*** EXERCISE MATERIAL Section Begins ***

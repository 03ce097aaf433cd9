//! Catalog model shared by the value factories, the completeness engine and
//! the indexing layer.
//!
//! Attributes, channels, locales and families are configured once (see
//! [`catalog`]) and shared read-only through `Arc`. Products own their
//! [`ProductValueCollection`]; completeness is always derived from it.

pub mod app_config;
pub mod attribute;
pub mod catalog;
pub mod channel;
pub mod collection;
pub mod completeness;
pub mod config;
pub mod error;
pub mod family;
pub mod product;
pub mod repository;
pub mod scope;
pub mod validator;
pub mod value;

pub use app_config::{AppConfig, Environment};
pub use attribute::{Attribute, AttributeType, BackendType};
pub use catalog::{load_catalog, Catalog};
pub use channel::{Channel, Locale};
pub use collection::{ProductValueCollection, ValueKey};
pub use completeness::{Completeness, ProductCompletenesses};
pub use config::{load_app_config, load_app_config_from_env};
pub use error::{json_type_name, ConfigError, PropertyError};
pub use family::{AttributeRequirement, Family};
pub use product::Product;
pub use repository::{
    AttributeOptionRepository, AttributeRepository, CachedAttributeOptionRepository,
    InMemoryAttributeOptionRepository, InMemoryReferenceDataRepository, ReferenceDataRepository,
    ReferenceDataRepositoryResolver,
};
pub use validator::AttributeValidationError;
pub use value::{AttributeOption, FileInfo, Metric, Price, ProductValue, ReferenceData, ValueData};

*** EXERCISE MATERIAL Section Ends ***

Show all lines above that contain "ProductValueCollection".

EXERCISE OUTPUT:
//! [`ProductValueCollection`]; completeness is always derived from it.
pub use collection::{ProductValueCollection, ValueKey};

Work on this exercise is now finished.